> [PROBLEM TO SOLVE] Every line that contains the word "number" is to be copied from the listing.

> [MATERIAL FOR THE TASK]
Start of Block

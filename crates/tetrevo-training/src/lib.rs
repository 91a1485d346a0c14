//! Training of [`HeuristicWeights`](tetrevo_evaluator::HeuristicWeights) by a genetic
//! algorithm.
//!
//! # How Training Works
//!
//! 1. **Population** - Create individuals with random weights
//! 2. **Evaluation** - Each individual plays games with its weights; fitness is the mean
//!    number of cleared lines
//! 3. **Selection** - Keep the elites, pick parents by tournament
//! 4. **Reproduction** - Crossover and mutation produce the rest of the next generation
//! 5. **Repeat** - For a fixed number of generations
//!
//! # Architecture
//!
//! ```text
//! Genetic Algorithm (genetic)
//!     ↓ evolves
//! Heuristic Weights (weights)
//!     ↓ used by
//! Turn Evaluator (tetrevo-evaluator)
//!     ↓ played by
//! Session Evaluator (fitness = cleared lines)
//! ```
//!
//! See [`genetic::run_genetic_algorithm`] for the entry point.

pub mod genetic;
pub mod weights;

End of Block

> [PROBLEM SOLUTION]
//!    number of cleared lines
//! 5. **Repeat** - For a fixed number of generations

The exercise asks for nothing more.